Behind The Bank

“I needed something to bound to, a story that could teach me how to stay on a project for long time without craving for an immediate result”

PREMISE: In the past twenty years the western society has grown much faster than was possibly imaginable at the beginning of the 90’s.
We hear about climate change , technology booming, demographic growth and many other aspects characterizing our time, but what all of these parameters have in common is a vertical growing, the fastest ever happened in our history as far as we know. Nowadays we devour without tasting, we look without observing, we talk without thinking and almost never we heed to our deepest necessities but rather we act following what otherwise would exclude us from a “well oiled” system. Technology booming and the action speed requested at any society level, made us always more distracted and approximate. Quantity and result are in our time preferable to quality and personal identity.

Starting from the previous premises, I started thinking how I could invert the longstanding trend and start working on that new asset with photography. I understood that for me the hardest challenge was the inability to bound to a project for enough time to reach that intimacy and intensity I was looking for. Based on the previous considerations, I thought about Italy, my country, an amazing place that has always come to the end when choosing a new topic to put my attention on.
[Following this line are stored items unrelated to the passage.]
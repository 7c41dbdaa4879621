//! Cycle detection over the sheet's reference graph
//!
//! Before a cell's expression is replaced, the candidate reference set
//! must be checked: if the target cell is reachable from any of the
//! candidate references by following existing reference edges, the new
//! expression would close a cycle and must be rejected before anything
//! is mutated.

use ripple_sheets_core::{Address, Sheet};
use std::collections::{BTreeSet, HashSet};

/// Search for a reference chain that leads from the candidate references
/// back to `target`.
///
/// Returns the offending path (ending in `target`) if one exists, `None`
/// otherwise. Unset cells have no references and contribute no edges.
/// The walk is O(V+E) over the reachable subgraph; nothing is memoized
/// across calls because every committed update changes the graph.
pub fn find_cycle(
    sheet: &Sheet,
    target: &Address,
    candidate_refs: &BTreeSet<Address>,
) -> Option<Vec<Address>> {
    let mut visited = HashSet::new();
    let mut path = Vec::new();

    for start in candidate_refs {
        if visit(sheet, target, *start, &mut visited, &mut path) {
            return Some(path);
        }
    }

    None
}

fn visit(
    sheet: &Sheet,
    target: &Address,
    current: Address,
    visited: &mut HashSet<Address>,
    path: &mut Vec<Address>,
) -> bool {
    path.push(current);

    if current == *target {
        return true;
    }

    if !visited.insert(current) {
        path.pop();
        return false;
    }

    for next in sheet.references(&current) {
        if visit(sheet, target, next, visited, path) {
            return true;
        }
    }

    path.pop();
    false
}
I tried to think a way to give value and at the same time, to get to know better the place where I grew up. I imagined the Italian rivers , they crossed us vertically and horizontally, quietly they represent the abundance and variety of my country.
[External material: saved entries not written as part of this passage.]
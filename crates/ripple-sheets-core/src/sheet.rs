//! Sheet type

use ahash::AHashMap;

use crate::cell::{Address, Cell};
use crate::error::{Error, Result};
use crate::MAX_SHEET_ROWS;
use std::collections::BTreeSet;
use std::fmt;

/// A bounded grid of cells
///
/// The sheet is the sole owner of its cells and the sole entry point for
/// reading them. Storage is sparse: an address inside the bounds with no
/// stored cell has simply never been set (and never been referenced).
/// Mutation with dependency maintenance lives in the facade crate's
/// update engine; the methods here are the raw storage operations it
/// builds on.
#[derive(Debug)]
pub struct Sheet {
    row_count: usize,
    column_count: usize,
    cells: AHashMap<Address, Cell>,
}

impl Sheet {
    /// Create a sheet with fixed bounds
    ///
    /// Rows are lettered, so `row_count` cannot exceed 26.
    pub fn new(row_count: usize, column_count: usize) -> Result<Self> {
        if row_count == 0 || column_count == 0 {
            return Err(Error::InvalidDimensions(format!(
                "{row_count} rows x {column_count} columns"
            )));
        }
        if row_count > MAX_SHEET_ROWS {
            return Err(Error::InvalidDimensions(format!(
                "{row_count} rows exceeds the {MAX_SHEET_ROWS}-row limit"
            )));
        }
        Ok(Self {
            row_count,
            column_count,
            cells: AHashMap::new(),
        })
    }

    /// Number of rows (lettered `A` onward)
    pub fn row_count(&self) -> usize {
        self.row_count
    }

    /// Number of columns (numbered 1 onward)
    pub fn column_count(&self) -> usize {
        self.column_count
    }

    /// Whether an address falls inside the sheet's bounds
    pub fn contains(&self, address: &Address) -> bool {
        address.row_index() < self.row_count && address.column_index() < self.column_count
    }

    /// Get the cell at an address, or `None` if it was never set or
    /// referenced
    pub fn cell(&self, address: &Address) -> Option<&Cell> {
        self.cells.get(address)
    }

    /// Mutable access to the cell at an address
    pub fn cell_mut(&mut self, address: &Address) -> Option<&mut Cell> {
        self.cells.get_mut(address)
    }

    /// Get a cell by address string (e.g., "A1")
    pub fn cell_at(&self, address: &str) -> Result<Option<&Cell>> {
        let address = Address::parse(address)?;
        self.check_bounds(&address)?;
        Ok(self.cell(&address))
    }

    /// Get the cell at an address, materializing a placeholder if the
    /// address has never been touched
    pub fn ensure_cell(&mut self, address: Address) -> Result<&mut Cell> {
        self.check_bounds(&address)?;
        Ok(self
            .cells
            .entry(address)
            .or_insert_with(|| Cell::placeholder(address)))
    }

    /// The set of addresses referenced by the cell at `address`, empty if
    /// the cell was never set
    pub fn references(&self, address: &Address) -> BTreeSet<Address> {
        self.cell(address)
            .map(|cell| cell.expression().references().clone())
            .unwrap_or_default()
    }

    /// The current value at `address`; unset cells evaluate as 0
    pub fn value(&self, address: &Address) -> i64 {
        self.cell(address).map(Cell::value).unwrap_or(0)
    }

    /// The display form at `address`; empty string if the cell was never
    /// set
    pub fn display(&self, address: &Address) -> String {
        self.cell(address)
            .map(|cell| cell.to_string())
            .unwrap_or_default()
    }

    /// Every address inside the bounds, in row-major order
    pub fn addresses(&self) -> impl Iterator<Item = Address> + '_ {
        (0..self.row_count).flat_map(move |row| {
            (0..self.column_count).map(move |column| Address::from_indices(row, column))
        })
    }

    /// Number of materialized cells (set cells plus referenced
    /// placeholders)
    pub fn cell_count(&self) -> usize {
        self.cells.len()
    }

    fn check_bounds(&self, address: &Address) -> Result<()> {
        if self.contains(address) {
            return Ok(());
        }
        Err(Error::AddressOutOfBounds {
            address: address.to_string(),
            rows: self.row_count,
            columns: self.column_count,
        })
    }
}

impl fmt::Display for Sheet {
    fn fmt(&self, f: &mut fmt::Formatter<'_>) -> fmt::Result {
        let widest = self
            .cells
            .values()
            .map(|cell| cell.to_string().chars().count())
            .max()
            .unwrap_or(1)
            .max(1);

        for row in 0..self.row_count {
            let mut line = String::new();
            for column in 0..self.column_count {
                let address = Address::from_indices(row, column);
                let text = self.display(&address);
                line.push_str(&format!("{text:<width$}", width = widest + 2));
            }
            writeln!(f, "{}", line.trim_end())?;
        }
        Ok(())
    }
}

#[cfg(test)]
mod tests {
    use super::*;
    use crate::cell::Expression;
    use pretty_assertions::assert_eq;

    fn addr(s: &str) -> Address {
        Address::parse(s).unwrap()
    }

    #[test]
    fn test_new_validates_dimensions() {
        assert!(Sheet::new(5, 5).is_ok());
        assert!(Sheet::new(26, 1).is_ok());
        assert!(matches!(
            Sheet::new(0, 5),
            Err(Error::InvalidDimensions(_))
        ));
        assert!(matches!(
            Sheet::new(5, 0),
            Err(Error::InvalidDimensions(_))
        ));
        assert!(matches!(
            Sheet::new(27, 5),
            Err(Error::InvalidDimensions(_))
        ));
    }

    #[test]
    fn test_contains() {
        let sheet = Sheet::new(2, 3).unwrap();
        assert!(sheet.contains(&addr("A1")));
        assert!(sheet.contains(&addr("B3")));
        assert!(!sheet.contains(&addr("C1")));
        assert!(!sheet.contains(&addr("A4")));
    }

    #[test]
    fn test_unset_cells_read_as_empty() {
        let sheet = Sheet::new(5, 5).unwrap();
        assert!(sheet.cell(&addr("A1")).is_none());
        assert_eq!(sheet.value(&addr("A1")), 0);
        assert_eq!(sheet.display(&addr("A1")), "");
        assert!(sheet.references(&addr("A1")).is_empty());
    }

    #[test]
    fn test_ensure_cell_materializes_placeholder() {
        let mut sheet = Sheet::new(5, 5).unwrap();
        assert_eq!(sheet.cell_count(), 0);

        let cell = sheet.ensure_cell(addr("B2")).unwrap();
        assert!(cell.is_empty());
        assert_eq!(sheet.cell_count(), 1);

        // Second call returns the same slot
        sheet.ensure_cell(addr("B2")).unwrap();
        assert_eq!(sheet.cell_count(), 1);
    }

    #[test]
    fn test_ensure_cell_rejects_out_of_bounds() {
        let mut sheet = Sheet::new(2, 2).unwrap();
        assert!(matches!(
            sheet.ensure_cell(addr("C1")),
            Err(Error::AddressOutOfBounds { .. })
        ));
    }

    #[test]
    fn test_cell_at_parses_and_bounds_checks() {
        let sheet = Sheet::new(2, 2).unwrap();
        assert!(sheet.cell_at("A1").unwrap().is_none());
        assert!(matches!(
            sheet.cell_at("not-an-address"),
            Err(Error::InvalidAddress(_))
        ));
        assert!(matches!(
            sheet.cell_at("Z9"),
            Err(Error::AddressOutOfBounds { .. })
        ));
    }

    #[test]
    fn test_addresses_row_major() {
        let sheet = Sheet::new(2, 2).unwrap();
        let all: Vec<String> = sheet.addresses().map(|a| a.to_string()).collect();
        assert_eq!(all, ["A1", "A2", "B1", "B2"]);
    }

    #[test]
    fn test_display_grid() {
        let mut sheet = Sheet::new(2, 2).unwrap();
        let cell = sheet.ensure_cell(addr("A1")).unwrap();
        cell.set_expression(Expression::new("2").unwrap());
        cell.set_value(2);
        let cell = sheet.ensure_cell(addr("B2")).unwrap();
        cell.set_expression(Expression::new("A1+3").unwrap());
        cell.set_value(5);

        let rendered = sheet.to_string();
        let lines: Vec<&str> = rendered.lines().collect();
        assert_eq!(lines.len(), 2);
        assert_eq!(lines[0].trim_end(), "2");
        assert!(lines[1].contains("A1+3=5"));
    }
}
They start their journey crossing the mountains, then they travel an endless and dumpy flat land, to conclude their journey jumping into the sea after having crossed thousands of lives made out of hands that still get dirty, hands of people that still work in the fields or in the craftsmanship, hands of people that do those things that nobody want to do anymore.

I started walking following the course of our main rivers, sometimes along their sides, some others behind their banks, going through a skein of small towns and villages that slowly lead us to the cheered cities. Us, city people, surrounded by cement tongues, slaves of a routine made out of not enough hours, we have forgotten how our rivers had been fundamental for the development of the modern society and the economic independence we have gained today. Together with the sea, rivers had been source of energy, transport and one of the main font of alimentation. Our cities wouldn’t be the same without their help.
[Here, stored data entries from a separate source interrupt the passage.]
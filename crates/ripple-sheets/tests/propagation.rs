//! Tests for the update protocol: cascading recomputation, edge
//! maintenance, and cycle rejection

use ripple_sheets::prelude::*;
use ripple_sheets::{evaluate, parse_formula, EvaluationContext};

fn addr(s: &str) -> Address {
    Address::parse(s).unwrap()
}

/// Snapshot of every cell's display form, for before/after comparisons
fn visible_state(sheet: &Sheet) -> Vec<String> {
    sheet.addresses().map(|a| sheet.display(&a)).collect()
}

/// Every set cell's stored value must equal evaluating its expression
/// against the current values of its references
fn assert_consistent(sheet: &Sheet) {
    for address in sheet.addresses() {
        let Some(cell) = sheet.cell(&address) else {
            continue;
        };
        if cell.is_empty() {
            continue;
        }
        let ast = parse_formula(cell.expression().text()).unwrap();
        let expected = evaluate(&ast, &EvaluationContext::new(sheet)).unwrap();
        assert_eq!(
            cell.value(),
            expected,
            "cell {address} is stale: stored {} but evaluates to {expected}",
            cell.value()
        );
    }
}

/// The walkthrough scenario: literals, a dependent sum, a cascaded
/// update, and a rejected cycle
#[test]
fn test_sum_cascade_and_cycle_rejection() {
    let mut sheet = Sheet::new(5, 5).unwrap();

    sheet.set("A1", "2").unwrap();
    sheet.set("A2", "5").unwrap();
    sheet.set("A3", "A1+A2").unwrap();
    assert_eq!(sheet.value(&addr("A3")), 7);

    // Changing A1 cascades into A3 before set() returns
    sheet.set("A1", "4").unwrap();
    assert_eq!(sheet.value(&addr("A3")), 9);

    // A1 = A3 would close A1 -> A3 -> A1
    let err = sheet.set("A1", "A3").unwrap_err();
    assert!(matches!(err, Error::CircularReference(_)));
    assert_eq!(sheet.value(&addr("A1")), 4);
    assert_consistent(&sheet);
}

/// A rejected set must leave the visible sheet state byte-for-byte
/// unchanged
#[test]
fn test_rejected_cycle_leaves_state_unchanged() {
    let mut sheet = Sheet::new(5, 5).unwrap();
    sheet.set("A1", "2").unwrap();
    sheet.set("A2", "A1+1").unwrap();
    sheet.set("A3", "A2+1").unwrap();

    let before = visible_state(&sheet);

    // Direct and transitive cycles
    assert!(sheet.set("A1", "A1").is_err());
    assert!(sheet.set("A1", "A3").is_err());
    assert!(sheet.set("A1", "A2+5").is_err());

    assert_eq!(visible_state(&sheet), before);
}

/// Re-pointing a cell's expression removes its stale dependency edges
#[test]
fn test_replacing_expression_drops_stale_dependencies() {
    let mut sheet = Sheet::new(5, 5).unwrap();
    sheet.set("A1", "4").unwrap();
    sheet.set("A2", "5").unwrap();
    sheet.set("A3", "A1+A2").unwrap();
    sheet.set("A4", "A1+A3").unwrap();
    assert_eq!(sheet.value(&addr("A4")), 13);

    // A4 becomes a literal: both edges go away
    sheet.set("A4", "2").unwrap();
    assert!(sheet.references(&addr("A4")).is_empty());
    assert_eq!(sheet.value(&addr("A4")), 2);

    // Subsequent changes to A1 no longer touch A4
    sheet.set("A1", "10").unwrap();
    assert_eq!(sheet.value(&addr("A4")), 2);
    assert_eq!(sheet.value(&addr("A3")), 15);
    assert_consistent(&sheet);
}

/// A longer dependency chain stays consistent through repeated updates
#[test]
fn test_deep_cascade() {
    let mut sheet = Sheet::new(5, 5).unwrap();
    sheet.set("A1", "4").unwrap();
    sheet.set("A3", "A1+1").unwrap();
    sheet.set("A4", "2").unwrap();
    sheet.set("B3", "A1+A3+A4").unwrap();
    sheet.set("C5", "B3+A3").unwrap();

    assert_eq!(sheet.value(&addr("B3")), 11);
    assert_eq!(sheet.value(&addr("C5")), 16);

    sheet.set("A1", "6").unwrap();
    assert_eq!(sheet.value(&addr("A3")), 7);
    assert_eq!(sheet.value(&addr("B3")), 15);
    assert_eq!(sheet.value(&addr("C5")), 22);
    assert_consistent(&sheet);
}

/// Referencing a cell that was never set reads as 0 and still creates
/// the observer edge, so a later set propagates forward
#[test]
fn test_forward_reference_to_unset_cell() {
    let mut sheet = Sheet::new(5, 5).unwrap();

    sheet.set("B1", "C1+1").unwrap();
    assert_eq!(sheet.value(&addr("B1")), 1);

    // C1 exists now as a placeholder with an observer edge
    assert!(sheet
        .cell(&addr("C1"))
        .unwrap()
        .observers()
        .contains(&addr("B1")));
    assert_eq!(sheet.display(&addr("C1")), "");

    sheet.set("C1", "4").unwrap();
    assert_eq!(sheet.value(&addr("B1")), 5);
    assert_consistent(&sheet);
}

/// Setting the same expression twice is idempotent: same value, same
/// edges, no edge churn on the second call
#[test]
fn test_idempotent_set() {
    let mut sheet = Sheet::new(5, 5).unwrap();
    sheet.set("A1", "2").unwrap();
    sheet.set("A3", "A1+1").unwrap();

    let refs_before = sheet.references(&addr("A3"));
    let stats = sheet.set("A3", "A1+1").unwrap();

    assert_eq!(sheet.value(&addr("A3")), 3);
    assert_eq!(sheet.references(&addr("A3")), refs_before);
    assert_eq!(stats.edges_attached, 0);
    assert_eq!(stats.edges_detached, 0);
}

/// Stats count the cascade, not just the target cell
#[test]
fn test_update_stats_count_cascade() {
    let mut sheet = Sheet::new(5, 5).unwrap();
    sheet.set("A1", "1").unwrap();
    sheet.set("A2", "A1+1").unwrap();
    sheet.set("A3", "A2+1").unwrap();

    let stats = sheet.set("A1", "5").unwrap();
    assert_eq!(stats.cells_recalculated, 3);
    assert_eq!(sheet.value(&addr("A3")), 7);
}

/// A diamond-shaped graph (two paths to the same dependent) converges to
/// consistent values
#[test]
fn test_diamond_dependencies() {
    let mut sheet = Sheet::new(5, 5).unwrap();
    sheet.set("A1", "1").unwrap();
    sheet.set("A2", "A1+1").unwrap();
    sheet.set("A3", "A1+A2").unwrap();

    sheet.set("A1", "10").unwrap();
    assert_eq!(sheet.value(&addr("A2")), 11);
    assert_eq!(sheet.value(&addr("A3")), 21);
    assert_consistent(&sheet);
}

/// The sheet survives any rejected update and keeps accepting work
#[test]
fn test_sheet_usable_after_errors() {
    let mut sheet = Sheet::new(5, 5).unwrap();
    sheet.set("A1", "1").unwrap();

    assert!(sheet.set("A1", "A1").is_err());
    assert!(sheet.set("A1", "2*3").is_err());
    assert!(sheet.set("bogus", "1").is_err());
    assert!(sheet.set("Z9", "1").is_err());

    sheet.set("A1", "8").unwrap();
    assert_eq!(sheet.value(&addr("A1")), 8);
}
Italy’s main power, has always been distinguishing for the quality of its craftsmanship, for its ateliers and small family businesses. The world envy us for the incomparable quality and the creativity that we are able to express, all the sectors that represent better the Italianness in fact, like the food, fashion and the cultural heritage we have gained in centuries of conquests and cultural achievements, have as common denominator “quality and creativity”.

Nowadays instead we are gradually losing our country identity towards a dimension that doesn’t belong to us. Globalization and Capitalism together with the help of the technology development, are ruling the market, making the survival of the small labourers or farmer economically unsustainable. New generations crave for working at the highest economic market levels, forgetting what really are the country

This long term project has the finality to make me cross the whole country, using the flow of our main rivers as a metaphor to rediscover those areas and communities so much important for the sustainability of our country. A documentary that aim to show the hidden society that live along the river’s banks of our Italian rivers, people that have decided to stay rooted to their origins instead of moving with the modern development. A project that want to investigate on a different Italy, that live behind the banks of its rivers, communities that seems to be exiled out of the cities as if they didn’t deserve to hop up on the winning cart. Often it’s a choice, in other cases instead is a necessity; in both cases however, is fascinating to see how quite often rivers and people work together for a common purpose.

The project started in 2016, I started from the Arno river that cross Tuscany from Pratovecchio Stia until the end of it, at the mouth into the Ligure Sea. Then, I’ve been walking along the bank of the Tiber river, starting from its mouth in the Tirreno Sea to its source at Monte Fumaiolo. In the end the hardest experience was dealing with the Po river, the longest of Italy and probably also the most complicated. It crosses four different regions, stretching and bending among thousands of small towns and medieval villages. Getting lost in endless fields and hiding itself behind It crosses four different regions, stretching and bending among thousands of small towns and medieval villages. Getting lost in endless fields and hiding itself behind banks built by men that don’t see the great river anymore.
The project has the goal to become a photography book.